Amen. A Reading from the Old Testament from the book of wisdom, ninth, chapter 13. Who can know the counsel of God, or who can conceive what the Lord intends for the deliberations of mortals are timid, and unsure are their plans. But the corruptible body burdens the soul, and the earthen shelter weighs down the mind that has many concerns, and scarce do we guess the things on earth and what is within our grasp we find with difficulty. But when things are in heaven, who can search them out? Who ever knew your counsel, except you had given wisdom, sent your Holy Spirit from on high, and thus were the paths of those on earth made straight the word of the Lord.

In every age, O Lord, you have been our refuge. You turn man back to dust, saying, return, O children of men, for a thousand years in your sight, or as yesterday, now that it is past, or as a watch in the night. In every age, O Lord, you have been our refuge. You make an end of them in their sleep. The next morning they are like the changing grass, which at dawn springs up anew, but by evening wilts and fades. In every age, O Lord, you have been our refuge.

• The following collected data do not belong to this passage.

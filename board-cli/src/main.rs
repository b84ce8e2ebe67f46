//! # Planboard CLI
//!
//! Snapshot file tool for Planboard.

use board_cli::{run, CliArgs};
use clap::Parser;
use tracing_subscriber::{layer::SubscriberExt, util::SubscriberInitExt, EnvFilter};

fn init_tracing() {
    let filter = EnvFilter::try_from_default_env()
        .unwrap_or_else(|_| EnvFilter::new("info,board_core=debug"));

    let fmt_layer = tracing_subscriber::fmt::layer()
        .with_writer(std::io::stderr)
        .with_target(true);

    // Use JSON format when requested (RUST_LOG_FORMAT=json)
    if std::env::var("RUST_LOG_FORMAT").as_deref() == Ok("json") {
        tracing_subscriber::registry()
            .with(filter)
            .with(fmt_layer.json())
            .init();
    } else {
        tracing_subscriber::registry()
            .with(filter)
            .with(fmt_layer)
            .init();
    }
}

fn main() -> anyhow::Result<()> {
    init_tracing();

    let args = CliArgs::parse();
    tracing::debug!("Running {:?}", args.command);

    let output = run(&args)?;
    println!("{output}");
    Ok(())
}
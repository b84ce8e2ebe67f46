//! # Planboard CLI
//!
//! Works with board snapshot files outside the browser: create, inspect,
//! normalize, and make small edits.
//!
//! ## Usage
//!
//! ```bash
//! planboard new board.json
//! planboard place board.json task 40 40
//! planboard link board.json <source-id> <target-id>
//! planboard inspect board.json
//! ```
//!
//! Canvas extent and limits come from `--config <file>` (or
//! `PLANBOARD_CONFIG`), with `--width`/`--height` overriding the canvas.
//! Coordinates given on the command line are canvas-local.

#![forbid(unsafe_code)]
#![deny(missing_docs)]
#![deny(clippy::all)]
#![deny(clippy::pedantic)]

mod commands;

pub use commands::run;

use std::path::PathBuf;

use anyhow::Context;
use board_core::{BoardConfig, ElementType, Size2};
use clap::{Parser, Subcommand};

/// Command-line arguments for planboard.
#[derive(Debug, Clone, Parser)]
#[command(name = "planboard")]
#[command(about = "Inspect and edit Planboard snapshot files")]
#[command(version)]
pub struct CliArgs {
    /// Board configuration file (JSON)
    #[arg(long, global = true, env = "PLANBOARD_CONFIG")]
    pub config: Option<PathBuf>,

    /// Canvas width in pixels
    #[arg(long, global = true)]
    pub width: Option<i32>,

    /// Canvas height in pixels
    #[arg(long, global = true)]
    pub height: Option<i32>,

    /// Action to perform
    #[command(subcommand)]
    pub command: Command,
}

/// Snapshot file operations.
#[derive(Debug, Clone, Subcommand)]
pub enum Command {
    /// Write an empty board
    New {
        /// Snapshot file to create
        path: PathBuf,
        /// Overwrite an existing file
        #[arg(long)]
        force: bool,
    },
    /// Print a summary of a board
    Inspect {
        /// Snapshot file
        path: PathBuf,
        /// Print the import report as JSON instead
        #[arg(long)]
        json: bool,
    },
    /// Re-import and re-export a board, clamping sizes and dropping dangling links
    Normalize {
        /// Snapshot file
        path: PathBuf,
        /// Write here instead of in place
        #[arg(long, short)]
        output: Option<PathBuf>,
    },
    /// Drop a new element onto the board
    Place {
        /// Snapshot file
        path: PathBuf,
        /// Element type (text, list, task, image, audio, video, date)
        element_type: ElementType,
        /// Canvas-local x
        x: f64,
        /// Canvas-local y
        y: f64,
    },
    /// Link two elements
    Link {
        /// Snapshot file
        path: PathBuf,
        /// Source element id
        source: String,
        /// Target element id
        target: String,
    },
    /// Remove the link between two elements
    Unlink {
        /// Snapshot file
        path: PathBuf,
        /// One element id
        a: String,
        /// The other element id
        b: String,
    },
    /// Delete an element and its links
    Delete {
        /// Snapshot file
        path: PathBuf,
        /// Element id
        id: String,
    },
    /// Set the text of a Text element, the label of a Task, or the note of a Date
    EditText {
        /// Snapshot file
        path: PathBuf,
        /// Element id
        id: String,
        /// New text
        text: String,
    },
}

/// Resolve the board configuration from the file and overrides.
///
/// # Errors
///
/// Returns an error if the config file cannot be loaded or the result is
/// invalid.
pub fn board_config(args: &CliArgs) -> anyhow::Result<BoardConfig> {
    let mut config = match &args.config {
        Some(path) => BoardConfig::from_json_file(path)
            .with_context(|| format!("Failed to load config {}", path.display()))?,
        None => BoardConfig::default(),
    };
    config.canvas = Size2::new(
        args.width.unwrap_or(config.canvas.x),
        args.height.unwrap_or(config.canvas.y),
    );
    config.validate().context("Invalid board configuration")?;
    Ok(config)
}
//! Placement of newly dropped elements.

use std::fmt;

use chrono::NaiveDate;

use crate::config::{BoardConfig, Viewport};
use crate::element::{CanvasElement, ElementKind, ElementType};
use crate::geometry::{round_px, Point, Position3, Size2};
use crate::scene::SceneStore;

/// Why a drop did not produce an element.
#[derive(Debug, Clone, Copy, PartialEq, Eq)]
pub enum DropRejection {
    /// The pointer was outside the canvas.
    OutsideCanvas,
    /// The pointer was over an exclusion zone.
    ExclusionZone,
    /// The default-sized element would not fit before the right/bottom edge.
    NoRoom,
}

impl fmt::Display for DropRejection {
    fn fmt(&self, f: &mut fmt::Formatter<'_>) -> fmt::Result {
        f.write_str(match self {
            Self::OutsideCanvas => "outside the canvas",
            Self::ExclusionZone => "inside an exclusion zone",
            Self::NoRoom => "not enough room before the canvas edge",
        })
    }
}

/// Resolve where a drop at `screen` would put an element of `element_type`.
///
/// Returns the canvas-local top-left corner (z left at zero) and the size
/// the element would get.
///
/// # Errors
///
/// Returns the [`DropRejection`] explaining why nothing would be placed.
pub fn resolve_drop(
    config: &BoardConfig,
    viewport: &Viewport,
    element_type: ElementType,
    screen: Point,
) -> Result<(Position3, Size2), DropRejection> {
    let local = viewport.to_local(screen);
    let (x, y) = (round_px(local.x), round_px(local.y));
    let canvas = viewport.size;

    if !viewport.bounds().contains(Point::new(f64::from(x), f64::from(y))) {
        return Err(DropRejection::OutsideCanvas);
    }
    if config
        .exclusion_zones
        .iter()
        .any(|zone| zone.contains(Point::new(f64::from(x), f64::from(y))))
    {
        return Err(DropRejection::ExclusionZone);
    }

    let size = config.default_size_for(element_type);
    if x > canvas.x - size.x - config.edge_padding || y > canvas.y - size.y - config.edge_padding {
        return Err(DropRejection::NoRoom);
    }
    Ok((Position3::new(x, y, 0), size))
}

/// Create an element of `element_type` where it was dropped.
///
/// Returns `None` when the drop is rejected; the store is then unchanged.
pub fn place<'a>(
    store: &'a mut SceneStore,
    config: &BoardConfig,
    viewport: &Viewport,
    element_type: ElementType,
    screen: Point,
    today: NaiveDate,
) -> Option<&'a CanvasElement> {
    let (position, size) = match resolve_drop(config, viewport, element_type, screen) {
        Ok(resolved) => resolved,
        Err(reason) => {
            tracing::debug!(
                "Ignoring {element_type} drop at ({}, {}): {reason}",
                screen.x,
                screen.y
            );
            return None;
        }
    };

    let position = Position3::new(position.x, position.y, store.next_z());
    let kind = ElementKind::default_for(element_type, today);
    match store.create(kind, position, size, Vec::new(), None) {
        Ok(element) => Some(element),
        Err(err) => {
            tracing::warn!("Failed to create dropped {element_type}: {err}");
            None
        }
    }
}

#[cfg(test)]
mod tests {
    use super::*;
    use crate::geometry::Rect;

    fn today() -> NaiveDate {
        NaiveDate::from_ymd_opt(2026, 10, 16).expect("valid date")
    }

    fn viewport() -> Viewport {
        Viewport::new(Point::default(), Size2::new(1000, 800))
    }

    #[test]
    fn test_text_drop_gets_default_geometry() {
        let mut store = SceneStore::new();
        let config = BoardConfig::default();
        let element = place(
            &mut store,
            &config,
            &viewport(),
            ElementType::Text,
            Point::new(50.0, 50.0),
            today(),
        )
        .expect("placed");
        assert_eq!(element.position, Position3::new(50, 50, 1));
        assert_eq!(element.size, Size2::new(260, 160));
        assert_eq!(element.kind, ElementKind::Text(String::new()));
        assert!(element.connections().is_empty());
    }

    #[test]
    fn test_task_uses_smaller_default() {
        let mut store = SceneStore::new();
        let element = place(
            &mut store,
            &BoardConfig::default(),
            &viewport(),
            ElementType::Task,
            Point::new(0.0, 0.0),
            today(),
        )
        .expect("placed");
        assert_eq!(element.size, Size2::new(220, 60));
    }

    #[test]
    fn test_drop_is_translated_by_viewport_origin() {
        let mut store = SceneStore::new();
        let viewport = Viewport::new(Point::new(300.0, 120.0), Size2::new(1000, 800));
        let element = place(
            &mut store,
            &BoardConfig::default(),
            &viewport,
            ElementType::Image,
            Point::new(350.4, 169.6),
            today(),
        )
        .expect("placed");
        assert_eq!((element.position.x, element.position.y), (50, 50));
    }

    #[test]
    fn test_edge_threshold() {
        let config = BoardConfig::default();
        // 1000 - 260 - 10
        let limit = 730.0;
        assert!(resolve_drop(&config, &viewport(), ElementType::Text, Point::new(limit, 0.0)).is_ok());
        assert_eq!(
            resolve_drop(&config, &viewport(), ElementType::Text, Point::new(limit + 1.0, 0.0)),
            Err(DropRejection::NoRoom)
        );
        // 800 - 60 - 10 for the shorter Task
        assert!(resolve_drop(&config, &viewport(), ElementType::Task, Point::new(0.0, 730.0)).is_ok());
    }

    #[test]
    fn test_outside_canvas_uses_viewport_bounds() {
        let config = BoardConfig::default();
        let viewport = Viewport::new(Point::new(100.0, 100.0), Size2::new(1000, 800));
        assert!(resolve_drop(&config, &viewport, ElementType::Task, Point::new(100.0, 100.0)).is_ok());
        for screen in [Point::new(99.0, 150.0), Point::new(150.0, 99.0), Point::new(1101.0, 150.0)] {
            assert_eq!(
                resolve_drop(&config, &viewport, ElementType::Task, screen),
                Err(DropRejection::OutsideCanvas)
            );
        }
    }

    #[test]
    fn test_rejections_leave_store_unchanged() {
        let mut store = SceneStore::new();
        let config = BoardConfig {
            exclusion_zones: vec![Rect::new(0, 0, 1000, 40)],
            ..BoardConfig::default()
        };
        for point in [
            Point::new(-5.0, 100.0),
            Point::new(100.0, 900.0),
            Point::new(100.0, 20.0),
            Point::new(900.0, 100.0),
        ] {
            assert!(place(&mut store, &config, &viewport(), ElementType::List, point, today()).is_none());
        }
        assert!(store.is_empty());
    }

    #[test]
    fn test_z_increases_per_drop() {
        let mut store = SceneStore::new();
        let config = BoardConfig::default();
        for expected in 1..=3 {
            let z = place(&mut store, &config, &viewport(), ElementType::Date, Point::new(10.0, 10.0), today())
                .expect("placed")
                .position
                .z;
            assert_eq!(z, expected);
        }
    }
}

Teach us to number the days right, that we may gain wisdom of heart. Return, O Lord, how long have pity on your servants? In every age, O Lord, you have been our refuge. Fill us at daybreak with kindness, that we may shout for joy and gladness all our days. May the gracious care of the Lord our God be ours. Prosper the work of our hands.

Prosper the work of our hands. In every age, O Lord, you have been our refuge. A reading from the New Testament, from St. Paul’s letter to Philemon, 9th chapter, 10th verse and the 12th to the 17th verse. I, Paul, an old man and now also a prisoner for Christ Jesus, urge you on behalf of my child Osisimus, whose father I have become in my imprisonment. I’m sending him that is my own heart back to you.

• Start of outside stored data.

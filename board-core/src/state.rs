//! Board state and pointer routing.

use serde::Serialize;

use crate::clock::{Clock, SystemClock};
use crate::config::{BoardConfig, Viewport};
use crate::edit::{apply_edit, ContentEdit};
use crate::element::ElementId;
use crate::error::BoardResult;
use crate::event::{DropEvent, Handle, PointerEvent, PointerPhase};
use crate::geometry::{Point, Rect};
use crate::graph::{link_segments, LinkSegment, LiveLayout};
use crate::interaction::{LinkSession, MoveSession, ResizeSession, Session};
use crate::placement::place;
use crate::scene::SceneStore;
use crate::snapshot::{ImportReport, Snapshot};

/// Live geometry of the element under manipulation.
#[derive(Debug, Clone, PartialEq, Serialize)]
pub struct LiveRect {
    /// Element being dragged or resized.
    pub id: ElementId,
    /// Uncommitted bounding box.
    pub rect: Rect,
}

/// Preview line of a link being dragged.
#[derive(Debug, Clone, Copy, PartialEq, Serialize)]
pub struct LinkPreview {
    /// Anchor on the source element.
    pub from: Point,
    /// Current pointer position.
    pub to: Point,
}

/// What the host should redraw after an event.
#[derive(Debug, Clone, Default, PartialEq, Serialize)]
#[serde(rename_all = "camelCase")]
pub struct Frame {
    /// Whether the store was mutated.
    pub changed: bool,
    /// Element being moved or resized, if any.
    pub live: Option<LiveRect>,
    /// Link being dragged, if any.
    pub link_preview: Option<LinkPreview>,
    /// Every connection, following live geometry.
    pub segments: Vec<LinkSegment>,
}

/// The complete board state.
///
/// Owns the scene store and routes host events to at most one active
/// manipulation session.
#[derive(Debug, Clone)]
pub struct BoardState<C: Clock = SystemClock> {
    store: SceneStore,
    config: BoardConfig,
    viewport: Viewport,
    clock: C,
    session: Option<Session>,
    /// Whether there are changes since the last export or import.
    pub has_local_changes: bool,
}

impl BoardState {
    /// Create an empty board using the wall clock.
    #[must_use]
    pub fn new(config: BoardConfig) -> Self {
        Self::with_clock(config, SystemClock)
    }
}

impl Default for BoardState {
    fn default() -> Self {
        Self::new(BoardConfig::default())
    }
}

impl<C: Clock> BoardState<C> {
    /// Create an empty board with a specific clock.
    #[must_use]
    pub fn with_clock(config: BoardConfig, clock: C) -> Self {
        Self {
            store: SceneStore::new(),
            viewport: Viewport::from(&config),
            config,
            clock,
            session: None,
            has_local_changes: false,
        }
    }

    /// The scene store.
    #[must_use]
    pub const fn store(&self) -> &SceneStore {
        &self.store
    }

    /// Board configuration.
    #[must_use]
    pub const fn config(&self) -> &BoardConfig {
        &self.config
    }

    /// Current viewport.
    #[must_use]
    pub const fn viewport(&self) -> &Viewport {
        &self.viewport
    }

    /// Update the canvas origin and extent (window resize, scroll).
    pub fn set_viewport(&mut self, viewport: Viewport) {
        self.viewport = viewport;
    }

    /// The session in flight, if any.
    #[must_use]
    pub const fn active_session(&self) -> Option<&Session> {
        self.session.as_ref()
    }

    /// Place a palette item. Returns the new element's id, or `None` if
    /// the drop was rejected.
    pub fn drop_element(&mut self, event: &DropEvent) -> Option<ElementId> {
        let today = self.clock.today();
        let id = place(
            &mut self.store,
            &self.config,
            &self.viewport,
            event.element_type,
            event.point(),
            today,
        )
        .map(|element| element.id().clone())?;
        self.has_local_changes = true;
        Some(id)
    }

    /// Process a pointer event.
    pub fn handle_pointer(&mut self, event: &PointerEvent) -> Frame {
        let local = self.viewport.to_local(event.point());
        let changed = match event.phase {
            PointerPhase::Press => self.press(event, local),
            PointerPhase::Move => {
                self.track(local);
                false
            }
            PointerPhase::Release => self.release(local),
            PointerPhase::Cancel => {
                if let Some(session) = self.session.take() {
                    tracing::debug!("Cancelled session on {}", session.element_id());
                }
                false
            }
        };
        if changed {
            self.has_local_changes = true;
        }
        self.frame(changed)
    }

    fn press(&mut self, event: &PointerEvent, local: Point) -> bool {
        if let Some(stale) = self.session.take() {
            tracing::warn!("Press while a session on {} was active; discarding it", stale.element_id());
        }
        let Some(target) = &event.target else {
            return false;
        };
        let Some(element) = self.store.find(target) else {
            tracing::debug!("Press on unknown element {target}");
            return false;
        };

        match event.handle {
            Some(Handle::Delete) => return self.store.remove(target).is_some(),
            Some(Handle::Resize) => {
                self.session = Some(Session::Resize(ResizeSession::begin(element, local)));
            }
            Some(Handle::Link) => {
                self.session = Some(Session::Link(LinkSession::begin(target.clone(), local)));
            }
            None => {
                self.session = Some(Session::Move(MoveSession::begin(element, local)));
            }
        }
        false
    }

    fn track(&mut self, local: Point) {
        let canvas = self.viewport.size;
        match &mut self.session {
            Some(Session::Move(session)) => {
                session.update(local, canvas, self.config.reserved_strip.as_ref());
            }
            Some(Session::Resize(session)) => {
                session.update(local, canvas, &self.config.limits);
            }
            Some(Session::Link(session)) => session.update(local),
            None => {}
        }
    }

    fn release(&mut self, local: Point) -> bool {
        self.track(local);
        let canvas = self.viewport.size;
        match self.session.take() {
            Some(Session::Move(session)) => session.commit(&mut self.store),
            Some(Session::Resize(session)) => {
                let default_size = self.config.default_size_for(session.element_type());
                session.commit(&mut self.store, canvas, &self.config.limits, default_size)
            }
            Some(Session::Link(session)) => session.finish(&mut self.store, local).is_some(),
            None => false,
        }
    }

    /// Delete an element and every connection touching it.
    pub fn delete(&mut self, id: &ElementId) -> Frame {
        if let Some(session) = &self.session {
            if session.element_id() == id {
                self.session = None;
            }
        }
        let changed = self.store.remove(id).is_some();
        if changed {
            self.has_local_changes = true;
        }
        self.frame(changed)
    }

    /// Link two elements directly, bypassing the pointer protocol.
    pub fn connect(&mut self, source: &ElementId, target: &ElementId) -> bool {
        let added = self.store.add_edge(source, target);
        self.has_local_changes |= added;
        added
    }

    /// Remove the link between two elements.
    pub fn disconnect(&mut self, a: &ElementId, b: &ElementId) -> bool {
        let removed = self.store.disconnect(a, b) > 0;
        self.has_local_changes |= removed;
        removed
    }

    /// Apply a content edit.
    ///
    /// # Errors
    ///
    /// Returns an error if the element is missing or the edit does not
    /// apply to its type.
    pub fn edit(&mut self, id: &ElementId, edit: ContentEdit) -> BoardResult<bool> {
        let changed = apply_edit(&mut self.store, id, edit, self.config.max_list_items)?;
        self.has_local_changes |= changed;
        Ok(changed)
    }

    /// Snapshot the board.
    ///
    /// # Errors
    ///
    /// Returns an error if a payload cannot be serialized.
    pub fn export(&mut self) -> BoardResult<Snapshot> {
        let snapshot = Snapshot::capture(&self.store, &self.clock)?;
        self.has_local_changes = false;
        Ok(snapshot)
    }

    /// Replace the board with `snapshot`, abandoning any session.
    ///
    /// # Errors
    ///
    /// Returns an error if the snapshot is malformed; the board is then
    /// unchanged.
    pub fn import(&mut self, snapshot: &Snapshot) -> BoardResult<ImportReport> {
        let report = snapshot.restore_into(&mut self.store, &self.config)?;
        self.session = None;
        self.has_local_changes = false;
        Ok(report)
    }

    /// Connection segments, following any live drag.
    #[must_use]
    pub fn segments(&self) -> Vec<LinkSegment> {
        let live = self.live_rect();
        let layout = LiveLayout::new(&self.store, live.as_ref().map(|l| (&l.id, l.rect)));
        link_segments(&self.store, &layout, self.config.anchor_mode)
    }

    fn live_rect(&self) -> Option<LiveRect> {
        match &self.session {
            Some(Session::Move(session)) => Some(LiveRect {
                id: session.element_id().clone(),
                rect: session.live_rect(),
            }),
            Some(Session::Resize(session)) => Some(LiveRect {
                id: session.element_id().clone(),
                rect: session.live_rect(),
            }),
            Some(Session::Link(_)) | None => None,
        }
    }

    fn frame(&self, changed: bool) -> Frame {
        let link_preview = match &self.session {
            Some(Session::Link(session)) => session
                .preview(&self.store, self.config.anchor_mode)
                .map(|(from, to)| LinkPreview { from, to }),
            _ => None,
        };
        Frame {
            changed,
            live: self.live_rect(),
            link_preview,
            segments: self.segments(),
        }
    }
}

I should have liked to retain him for myself so that he might serve me on your behalf in my imprisonment for the Gospel. But I did not want to do anything without your consent, so that the good you do might not be forced, but voluntary. Perhaps this is why he was away from you for a while, that you might have him back forever, no longer as a slave, but more than a slave, a brother beloved especially to me, but even more so to you as a man and in the Lord. So if you regard me as a partner, welcome him as you would welcome me. The word of the Lord. Hallelujah.

Verse Let your face shine upon your servant and teach me your laws. Hallelujah. The gospel for this 23rd Sunday in Ordinary Time is taken from St. Luke 14:25. 33 great crowds were traveling with Jesus, and he turned and addressed them. If anyone comes to me without hating his father and mother, wife and children, brothers and sisters, even his own life, he can’t be my disciple.

Whoever does not carry his cross and come after me cannot be my disciple. Which of you, wishing to construct a tower, does not sit down and calculate the cost to see if there is enough for its completion. Otherwise, after laying the foundation and finding himself unable to finish the work, the onlookers should laugh at him and say, this one began to build, but he didn’t have the resources to finish. But what king marching into battle would not first sit down and decide whether with 10,000 troops he can successfully oppose another king advancing upon him with 20,000 troops. But if not, while he is still far away, he will send a delegation to ask for peace terms. In the same way, a any one of you who does not renounce all his possessions cannot be my disciple.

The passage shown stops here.